TASK DESCRIPTION:
What is needed is the whole of the data, set down exactly.

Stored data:

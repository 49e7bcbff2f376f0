//! # Visitbook Session
//!
//! The client-side state machine for booking a pair of visits:
//!
//! - **VerificationFlow**: issues a one-time code, runs the re-issue
//!   countdown and gates everything else on a matching code.
//! - **SlotCatalog**: the latest snapshot of Visit 1 and Visit 2 slots.
//! - **BookingSession**: owns one of each plus the user's selection and
//!   booking, and drives the backend calls for browsing, submitting and
//!   cancelling.
//!
//! All mutation happens through `&mut` methods on the session, one event at
//! a time. Backend calls are split into `begin_*` / `finish_*` halves so a
//! driver can keep handling input while a request is outstanding.

/// Slot snapshot fetched from the backend
pub mod catalog;
/// Session settings loaded from the environment
pub mod config;
/// Top-level booking state machine
pub mod session;
/// One-time code issuance, countdown and verification
pub mod verification;

pub use catalog::SlotCatalog;
pub use session::{BookingSession, Delivery, SessionPhase, SubmitTicket, Ticket};
pub use verification::{CodeIssue, CodeSource, VerificationFlow, VerificationPhase};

RESPONSE:
repository 49e7bcbff2f376f0
//! # Visitbook Session
//!
//! The client-side state machine for booking a pair of visits:
//!
//! - **VerificationFlow**: issues a one-time code, runs the re-issue
//!   countdown and gates everything else on a matching code.
//! - **SlotCatalog**: the latest snapshot of Visit 1 and Visit 2 slots.
//! - **BookingSession**: owns one of each plus the user's selection and
//!   booking, and drives the backend calls for browsing, submitting and
//!   cancelling.
//!
//! All mutation happens through `&mut` methods on the session, one event at
//! a time. Backend calls are split into `begin_*` / `finish_*` halves so a
//! driver can keep handling input while a request is outstanding.

/// Slot snapshot fetched from the backend
pub mod catalog;
/// Session settings loaded from the environment
pub mod config;
/// Top-level booking state machine
pub mod session;
/// One-time code issuance, countdown and verification
pub mod verification;

pub use catalog::SlotCatalog;
pub use session::{BookingSession, Delivery, SessionPhase, SubmitTicket, Ticket};
pub use verification::{CodeIssue, CodeSource, VerificationFlow, VerificationPhase};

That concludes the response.